━━━ Record excerpts
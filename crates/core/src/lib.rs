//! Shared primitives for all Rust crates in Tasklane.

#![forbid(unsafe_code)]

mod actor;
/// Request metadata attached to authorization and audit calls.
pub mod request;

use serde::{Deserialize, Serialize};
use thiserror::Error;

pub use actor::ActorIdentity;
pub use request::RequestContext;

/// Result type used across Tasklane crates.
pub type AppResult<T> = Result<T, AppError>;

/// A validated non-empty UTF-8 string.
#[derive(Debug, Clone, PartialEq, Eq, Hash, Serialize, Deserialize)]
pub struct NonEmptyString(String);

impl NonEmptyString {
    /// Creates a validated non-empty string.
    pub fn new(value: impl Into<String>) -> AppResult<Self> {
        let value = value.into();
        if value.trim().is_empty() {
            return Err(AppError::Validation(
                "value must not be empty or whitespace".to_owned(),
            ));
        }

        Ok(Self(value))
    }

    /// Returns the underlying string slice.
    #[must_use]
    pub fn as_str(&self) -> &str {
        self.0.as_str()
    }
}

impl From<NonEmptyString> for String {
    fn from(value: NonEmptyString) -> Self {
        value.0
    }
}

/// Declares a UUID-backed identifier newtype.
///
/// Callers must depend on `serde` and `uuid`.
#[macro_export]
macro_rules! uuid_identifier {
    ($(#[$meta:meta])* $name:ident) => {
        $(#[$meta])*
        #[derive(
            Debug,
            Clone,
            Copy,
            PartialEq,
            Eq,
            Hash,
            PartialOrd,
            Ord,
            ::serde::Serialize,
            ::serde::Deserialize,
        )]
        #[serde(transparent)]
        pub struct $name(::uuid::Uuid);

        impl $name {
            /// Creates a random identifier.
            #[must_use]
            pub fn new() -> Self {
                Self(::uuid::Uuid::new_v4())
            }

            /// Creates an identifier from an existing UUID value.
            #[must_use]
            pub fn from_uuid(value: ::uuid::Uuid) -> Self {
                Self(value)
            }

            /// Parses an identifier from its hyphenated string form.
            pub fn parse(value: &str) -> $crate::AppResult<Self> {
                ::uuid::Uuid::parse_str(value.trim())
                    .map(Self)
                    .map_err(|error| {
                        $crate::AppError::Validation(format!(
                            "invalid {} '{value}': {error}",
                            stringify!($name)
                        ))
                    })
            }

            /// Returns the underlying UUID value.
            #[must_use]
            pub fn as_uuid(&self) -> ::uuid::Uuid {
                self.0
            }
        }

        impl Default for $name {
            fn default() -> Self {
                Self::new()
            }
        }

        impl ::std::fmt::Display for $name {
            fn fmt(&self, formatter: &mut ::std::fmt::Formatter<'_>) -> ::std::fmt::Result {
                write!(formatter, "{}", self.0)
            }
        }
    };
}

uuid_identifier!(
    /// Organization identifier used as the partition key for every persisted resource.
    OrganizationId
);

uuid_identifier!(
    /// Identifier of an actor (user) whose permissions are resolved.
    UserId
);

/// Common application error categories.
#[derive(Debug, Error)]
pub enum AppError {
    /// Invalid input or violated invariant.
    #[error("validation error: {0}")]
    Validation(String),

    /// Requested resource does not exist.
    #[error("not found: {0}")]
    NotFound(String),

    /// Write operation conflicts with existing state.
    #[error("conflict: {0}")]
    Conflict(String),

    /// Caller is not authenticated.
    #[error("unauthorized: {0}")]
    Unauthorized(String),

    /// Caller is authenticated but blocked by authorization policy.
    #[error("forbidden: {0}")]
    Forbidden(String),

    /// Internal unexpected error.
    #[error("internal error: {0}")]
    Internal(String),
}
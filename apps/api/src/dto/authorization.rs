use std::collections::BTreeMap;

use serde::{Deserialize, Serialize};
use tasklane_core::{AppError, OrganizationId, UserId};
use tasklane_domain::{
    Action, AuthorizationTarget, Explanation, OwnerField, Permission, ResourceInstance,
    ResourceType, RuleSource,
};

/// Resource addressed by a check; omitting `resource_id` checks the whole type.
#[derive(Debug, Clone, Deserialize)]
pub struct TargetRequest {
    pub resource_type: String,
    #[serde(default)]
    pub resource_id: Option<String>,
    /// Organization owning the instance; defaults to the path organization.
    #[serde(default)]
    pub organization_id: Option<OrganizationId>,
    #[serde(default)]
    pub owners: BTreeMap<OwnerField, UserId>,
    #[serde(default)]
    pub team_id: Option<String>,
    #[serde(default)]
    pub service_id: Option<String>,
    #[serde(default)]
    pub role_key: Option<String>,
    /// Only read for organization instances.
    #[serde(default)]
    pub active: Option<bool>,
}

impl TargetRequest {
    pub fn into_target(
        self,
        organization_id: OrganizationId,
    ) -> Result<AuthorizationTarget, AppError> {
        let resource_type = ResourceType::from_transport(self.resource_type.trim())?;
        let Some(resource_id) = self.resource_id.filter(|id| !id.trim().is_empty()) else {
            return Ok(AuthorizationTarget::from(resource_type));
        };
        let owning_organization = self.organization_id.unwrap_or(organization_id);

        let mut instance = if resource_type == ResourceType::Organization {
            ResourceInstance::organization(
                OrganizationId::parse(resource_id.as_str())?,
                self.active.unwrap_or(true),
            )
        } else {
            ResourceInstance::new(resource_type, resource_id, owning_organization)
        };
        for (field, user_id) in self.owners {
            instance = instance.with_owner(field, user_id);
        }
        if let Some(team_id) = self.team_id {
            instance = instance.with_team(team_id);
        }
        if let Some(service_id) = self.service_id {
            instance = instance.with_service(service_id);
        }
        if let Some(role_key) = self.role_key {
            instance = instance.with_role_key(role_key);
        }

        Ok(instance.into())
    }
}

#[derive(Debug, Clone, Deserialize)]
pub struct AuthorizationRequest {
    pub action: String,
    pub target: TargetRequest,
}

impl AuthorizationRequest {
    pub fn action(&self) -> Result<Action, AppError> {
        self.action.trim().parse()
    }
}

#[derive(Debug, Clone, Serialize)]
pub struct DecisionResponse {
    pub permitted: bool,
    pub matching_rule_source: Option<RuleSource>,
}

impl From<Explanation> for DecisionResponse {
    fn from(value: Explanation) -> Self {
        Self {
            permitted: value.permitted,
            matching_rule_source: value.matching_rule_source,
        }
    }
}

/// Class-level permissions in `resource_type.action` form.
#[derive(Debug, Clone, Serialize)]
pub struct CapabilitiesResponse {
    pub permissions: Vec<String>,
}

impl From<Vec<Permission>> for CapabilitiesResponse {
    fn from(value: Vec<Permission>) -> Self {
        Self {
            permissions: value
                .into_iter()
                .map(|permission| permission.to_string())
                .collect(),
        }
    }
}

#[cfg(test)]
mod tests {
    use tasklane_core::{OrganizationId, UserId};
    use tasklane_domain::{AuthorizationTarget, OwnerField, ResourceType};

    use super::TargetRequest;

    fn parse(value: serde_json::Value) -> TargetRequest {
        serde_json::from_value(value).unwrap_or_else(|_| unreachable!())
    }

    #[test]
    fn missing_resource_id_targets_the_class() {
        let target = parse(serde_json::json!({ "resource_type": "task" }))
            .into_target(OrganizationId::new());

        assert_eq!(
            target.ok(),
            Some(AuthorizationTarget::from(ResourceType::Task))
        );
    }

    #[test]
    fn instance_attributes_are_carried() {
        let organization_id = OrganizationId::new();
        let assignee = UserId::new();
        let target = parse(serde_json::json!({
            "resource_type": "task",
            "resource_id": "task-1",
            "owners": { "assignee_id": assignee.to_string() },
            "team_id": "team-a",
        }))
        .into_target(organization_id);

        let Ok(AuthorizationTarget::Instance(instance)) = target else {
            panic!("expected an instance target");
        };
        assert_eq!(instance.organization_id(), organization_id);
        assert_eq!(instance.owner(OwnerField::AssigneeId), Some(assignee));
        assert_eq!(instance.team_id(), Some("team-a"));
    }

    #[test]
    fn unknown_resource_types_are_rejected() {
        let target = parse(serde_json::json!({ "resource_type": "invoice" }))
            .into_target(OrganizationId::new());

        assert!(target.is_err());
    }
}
━━━━━━
**Directions**
Begin with the line above that has "impl From<NonEmptyString> for" and continue through the line that has "every persisted resource.", setting each one down exactly. Stop there.

**Written response**
impl From<NonEmptyString> for String {
    fn from(value: NonEmptyString) -> Self {
        value.0
    }
}

/// Declares a UUID-backed identifier newtype.
///
/// Callers must depend on `serde` and `uuid`.
#[macro_export]
macro_rules! uuid_identifier {
    ($(#[$meta:meta])* $name:ident) => {
        $(#[$meta])*
        #[derive(
            Debug,
            Clone,
            Copy,
            PartialEq,
            Eq,
            Hash,
            PartialOrd,
            Ord,
            ::serde::Serialize,
            ::serde::Deserialize,
        )]
        #[serde(transparent)]
        pub struct $name(::uuid::Uuid);

        impl $name {
            /// Creates a random identifier.
            #[must_use]
            pub fn new() -> Self {
                Self(::uuid::Uuid::new_v4())
            }

            /// Creates an identifier from an existing UUID value.
            #[must_use]
            pub fn from_uuid(value: ::uuid::Uuid) -> Self {
                Self(value)
            }

            /// Parses an identifier from its hyphenated string form.
            pub fn parse(value: &str) -> $crate::AppResult<Self> {
                ::uuid::Uuid::parse_str(value.trim())
                    .map(Self)
                    .map_err(|error| {
                        $crate::AppError::Validation(format!(
                            "invalid {} '{value}': {error}",
                            stringify!($name)
                        ))
                    })
            }

            /// Returns the underlying UUID value.
            #[must_use]
            pub fn as_uuid(&self) -> ::uuid::Uuid {
                self.0
            }
        }

        impl Default for $name {
            fn default() -> Self {
                Self::new()
            }
        }

        impl ::std::fmt::Display for $name {
            fn fmt(&self, formatter: &mut ::std::fmt::Formatter<'_>) -> ::std::fmt::Result {
                write!(formatter, "{}", self.0)
            }
        }
    };
}

uuid_identifier!(
    /// Organization identifier used as the partition key for every persisted resource.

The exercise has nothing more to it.